Implementación y operaciones

Cómo aumentar la adherencia al control de retina en personas con diabetes: recordatorios, segmentación de riesgo y cierre de derivaciones

Estrategias prácticas (clínicas y digitales) para que más pacientes con diabetes completen su fondo de ojo anual, con métricas simples y sin sobrecargar oftalmología.

Cómo aumentar la adherencia al control de retina en personas con diabetes: recordatorios, segmentación de riesgo y cierre de derivaciones

En diabetes, la retinopatía diabética suele avanzar sin síntomas durante años.
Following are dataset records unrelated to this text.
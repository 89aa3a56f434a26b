//! Filter compiler: CEL expression → parameterized SQL predicate
//!
//! The walker handles the boolean structure (`&&`, `||`, `!(x in ...)`) and
//! hands every leaf predicate to a [`FilterSchema`], which owns the
//! variable whitelist and the mapping to columns. Leaves never splice
//! literal values into SQL text; everything goes through bound arguments.

use std::fmt;
use std::str::FromStr;

use chrono::{DateTime, Utc};
use migrabase_core::{resource, ValidationError};

use crate::args;
use crate::cel::{self, operators, Expr, Literal};
use crate::error::FilterError;
use crate::qb::{q, Query};

/// Literal operand of a predicate.
#[derive(Debug, Clone, PartialEq)]
pub enum FilterValue {
    String(String),
    Int(i64),
    Uint(u64),
    Double(f64),
    Bool(bool),
    Bytes(Vec<u8>),
    Null,
    List(Vec<FilterValue>),
}

impl FilterValue {
    pub fn type_name(&self) -> &'static str {
        match self {
            FilterValue::String(_) => "string",
            FilterValue::Int(_) => "int",
            FilterValue::Uint(_) => "uint",
            FilterValue::Double(_) => "double",
            FilterValue::Bool(_) => "bool",
            FilterValue::Bytes(_) => "bytes",
            FilterValue::Null => "null_type",
            FilterValue::List(_) => "list",
        }
    }

    /// The string payload, or an error naming `variable`.
    pub fn as_str(&self, variable: &str) -> Result<&str, FilterError> {
        match self {
            FilterValue::String(s) => Ok(s),
            other => Err(FilterError::invalid_value(
                variable,
                format!("expect string, got {}", other.type_name()),
            )),
        }
    }

    pub fn as_bool(&self, variable: &str) -> Result<bool, FilterError> {
        match self {
            FilterValue::Bool(b) => Ok(*b),
            other => Err(FilterError::invalid_value(
                variable,
                format!("expect bool, got {}", other.type_name()),
            )),
        }
    }

    fn from_literal(literal: &Literal) -> Self {
        match literal {
            Literal::Int(v) => FilterValue::Int(*v),
            Literal::Uint(v) => FilterValue::Uint(*v),
            Literal::Double(v) => FilterValue::Double(*v),
            Literal::String(v) => FilterValue::String(v.clone()),
            Literal::Bytes(v) => FilterValue::Bytes(v.clone()),
            Literal::Bool(v) => FilterValue::Bool(*v),
            Literal::Null => FilterValue::Null,
        }
    }
}

/// Time comparison operator.
#[derive(Debug, Clone, Copy, PartialEq, Eq)]
pub enum CompareOp {
    Less,
    LessEquals,
    Greater,
    GreaterEquals,
}

impl CompareOp {
    fn from_function(function: &str) -> Option<Self> {
        match function {
            operators::LESS => Some(CompareOp::Less),
            operators::LESS_EQUALS => Some(CompareOp::LessEquals),
            operators::GREATER => Some(CompareOp::Greater),
            operators::GREATER_EQUALS => Some(CompareOp::GreaterEquals),
            _ => None,
        }
    }

    pub fn function(&self) -> &'static str {
        match self {
            CompareOp::Less => operators::LESS,
            CompareOp::LessEquals => operators::LESS_EQUALS,
            CompareOp::Greater => operators::GREATER,
            CompareOp::GreaterEquals => operators::GREATER_EQUALS,
        }
    }

    pub fn as_sql(&self) -> &'static str {
        match self {
            CompareOp::Less => "<",
            CompareOp::LessEquals => "<=",
            CompareOp::Greater => ">",
            CompareOp::GreaterEquals => ">=",
        }
    }

    /// Operator with its operands swapped: `a < b` ⇔ `b > a`.
    pub fn flip(&self) -> Self {
        match self {
            CompareOp::Less => CompareOp::Greater,
            CompareOp::LessEquals => CompareOp::GreaterEquals,
            CompareOp::Greater => CompareOp::Less,
            CompareOp::GreaterEquals => CompareOp::LessEquals,
        }
    }
}

/// Per-entity variable whitelist.
///
/// Only `equals` is required; a schema opts into the other predicate forms
/// by overriding them. Defaults reject the variable.
pub trait FilterSchema {
    /// `variable == value`
    fn equals(&self, variable: &str, value: &FilterValue) -> Result<Query, FilterError>;

    /// `variable.matches(pattern)`; `pattern` is never empty.
    fn matches(&self, variable: &str, _pattern: &str) -> Result<Query, FilterError> {
        Err(FilterError::UnsupportedVariable(variable.to_owned()))
    }

    /// `variable in [values]`; `values` is never empty.
    fn in_list(&self, variable: &str, _values: &[FilterValue]) -> Result<Query, FilterError> {
        Err(FilterError::unsupported_operator(operators::IN, variable))
    }

    /// `variable <op> value`
    fn compare(
        &self,
        variable: &str,
        op: CompareOp,
        _value: &FilterValue,
    ) -> Result<Query, FilterError> {
        Err(FilterError::unsupported_operator(op.function(), variable))
    }
}

/// Compile `filter` against `schema`.
///
/// Returns `Ok(None)` for an empty filter. The predicate is wrapped in
/// parentheses so callers can `AND` it into their WHERE clause.
pub fn compile_filter(
    filter: &str,
    schema: &dyn FilterSchema,
) -> Result<Option<Query>, FilterError> {
    if filter.trim().is_empty() {
        return Ok(None);
    }

    let expr = cel::parse(filter).map_err(|source| FilterError::Parse {
        filter: filter.to_owned(),
        source,
    })?;
    let predicate = walk(&expr, schema)?;
    tracing::debug!(filter, parts = predicate.len(), "compiled list filter");
    Ok(Some(q("(?)", args![predicate])))
}

fn walk(expr: &Expr, schema: &dyn FilterSchema) -> Result<Query, FilterError> {
    let Expr::Call {
        target,
        function,
        args,
    } = expr
    else {
        return Err(FilterError::UnexpectedExprKind(expr.kind().to_owned()));
    };

    match function.as_str() {
        operators::LOGICAL_AND | operators::LOGICAL_OR => {
            let mut joined = Query::new();
            for arg in args {
                let sub = walk(arg, schema)?;
                if function == operators::LOGICAL_AND {
                    joined.and("?", args![sub]);
                } else {
                    joined.or("?", args![sub]);
                }
            }
            Ok(q("(?)", args![joined]))
        }
        operators::EQUALS => {
            let (variable, value, _) = variable_and_value(function, args)?;
            schema.equals(&variable, &value)
        }
        operators::IN => {
            let (variable, value, swapped) = variable_and_value(function, args)?;
            let values = match value {
                FilterValue::List(values) if !swapped => values,
                _ => {
                    return Err(FilterError::invalid_value(
                        variable,
                        "expect a list of literals after `in`",
                    ))
                }
            };
            if values.is_empty() {
                return Err(FilterError::invalid_value(variable, "empty list"));
            }
            schema.in_list(&variable, &values)
        }
        operators::LOGICAL_NOT => match args.as_slice() {
            [inner @ Expr::Call { function, .. }] if function == operators::IN => {
                let sub = walk(inner, schema)?;
                Ok(q("NOT (?)", args![sub]))
            }
            _ => Err(FilterError::invalid_expression(
                "only `in` expressions can be negated",
            )),
        },
        operators::LESS
        | operators::LESS_EQUALS
        | operators::GREATER
        | operators::GREATER_EQUALS => {
            let (variable, value, swapped) = variable_and_value(function, args)?;
            // from_function cannot fail inside this arm.
            let op = CompareOp::from_function(function)
                .ok_or_else(|| FilterError::UnexpectedFunction(function.clone()))?;
            let op = if swapped { op.flip() } else { op };
            schema.compare(&variable, op, &value)
        }
        operators::MATCHES => {
            let variable = target
                .as_deref()
                .and_then(Expr::as_path)
                .ok_or_else(|| {
                    FilterError::invalid_expression("matches() must be called on a variable")
                })?;
            let [Expr::Literal(literal)] = args.as_slice() else {
                return Err(FilterError::invalid_value(
                    variable,
                    "invalid args for matches(), expect one string literal",
                ));
            };
            let Literal::String(pattern) = literal else {
                return Err(FilterError::invalid_value(
                    variable,
                    format!(
                        "expect string, got {}, hint: filter literals should be string",
                        literal.type_name()
                    ),
                ));
            };
            if pattern.is_empty() {
                return Err(FilterError::invalid_value(variable, "empty matches() pattern"));
            }
            schema.matches(&variable, pattern)
        }
        other => Err(FilterError::UnexpectedFunction(other.to_owned())),
    }
}

/// Split a binary predicate into its variable and literal operands.
///
/// The variable may appear on either side; `swapped` reports that it was
/// on the right.
fn variable_and_value(
    function: &str,
    args: &[Expr],
) -> Result<(String, FilterValue, bool), FilterError> {
    let [left, right] = args else {
        return Err(FilterError::invalid_expression(format!(
            "{} expects two operands",
            function
        )));
    };

    if let Some(variable) = left.as_path() {
        let value = literal_value(&variable, right)?;
        return Ok((variable, value, false));
    }
    if let Some(variable) = right.as_path() {
        let value = literal_value(&variable, left)?;
        return Ok((variable, value, true));
    }
    Err(FilterError::invalid_expression(format!(
        "{} expects a variable and a literal value",
        function
    )))
}

fn literal_value(variable: &str, expr: &Expr) -> Result<FilterValue, FilterError> {
    match expr {
        Expr::Literal(literal) => Ok(FilterValue::from_literal(literal)),
        Expr::List(items) => items
            .iter()
            .map(|item| match item {
                Expr::Literal(literal) => Ok(FilterValue::from_literal(literal)),
                other => Err(FilterError::invalid_value(
                    variable,
                    format!("list elements must be literals, got {}", other.kind()),
                )),
            })
            .collect::<Result<Vec<_>, _>>()
            .map(FilterValue::List),
        other => Err(FilterError::invalid_value(
            variable,
            format!("expect a literal value, got {}", other.kind()),
        )),
    }
}

fn escape_like(text: &str, out: &mut String) {
    for c in text.chars() {
        if matches!(c, '%' | '_' | '\\') {
            out.push('\\');
        }
        out.push(c);
    }
}

/// `%pattern%` for a case-insensitive LIKE, with LIKE wildcards escaped.
pub fn like_pattern(pattern: &str) -> String {
    let mut out = String::with_capacity(pattern.len() + 2);
    out.push('%');
    escape_like(&pattern.to_lowercase(), &mut out);
    out.push('%');
    out
}

/// `prefix%`, case preserved, with LIKE wildcards escaped.
pub fn like_prefix(prefix: &str) -> String {
    let mut out = String::with_capacity(prefix.len() + 1);
    escape_like(prefix, &mut out);
    out.push('%');
    out
}

/// `LOWER(column) LIKE '%pattern%'`
pub fn matches_query(column: &str, pattern: &str) -> Query {
    q(format!("LOWER({}) LIKE ?", column), args![like_pattern(pattern)])
}

/// `column = ANY(values)` for string-valued variables.
pub fn any_of_strings(
    column: &str,
    variable: &str,
    values: &[FilterValue],
) -> Result<Query, FilterError> {
    let strings = string_list(variable, values)?;
    Ok(q(format!("{} = ANY(?)", column), args![strings]))
}

/// String elements of an `in` list.
pub fn string_list(variable: &str, values: &[FilterValue]) -> Result<Vec<String>, FilterError> {
    values
        .iter()
        .map(|value| value.as_str(variable).map(str::to_owned))
        .collect()
}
Por eso, el problema más común no es “falta de tratamiento”, sino falta de control a tiempo: pacientes que no llegan al fondo de ojo anual, o que se pierden después de un resultado de riesgo.

Este artículo es una guía práctica para equipos de: - Oftalmología y retina - Clínica médica/diabetología - Gestión de hospitales y clínicas - Obras sociales/prepagas - Sistemas e innovación

El objetivo: subir adherencia y cerrar derivaciones sin saturar al especialista.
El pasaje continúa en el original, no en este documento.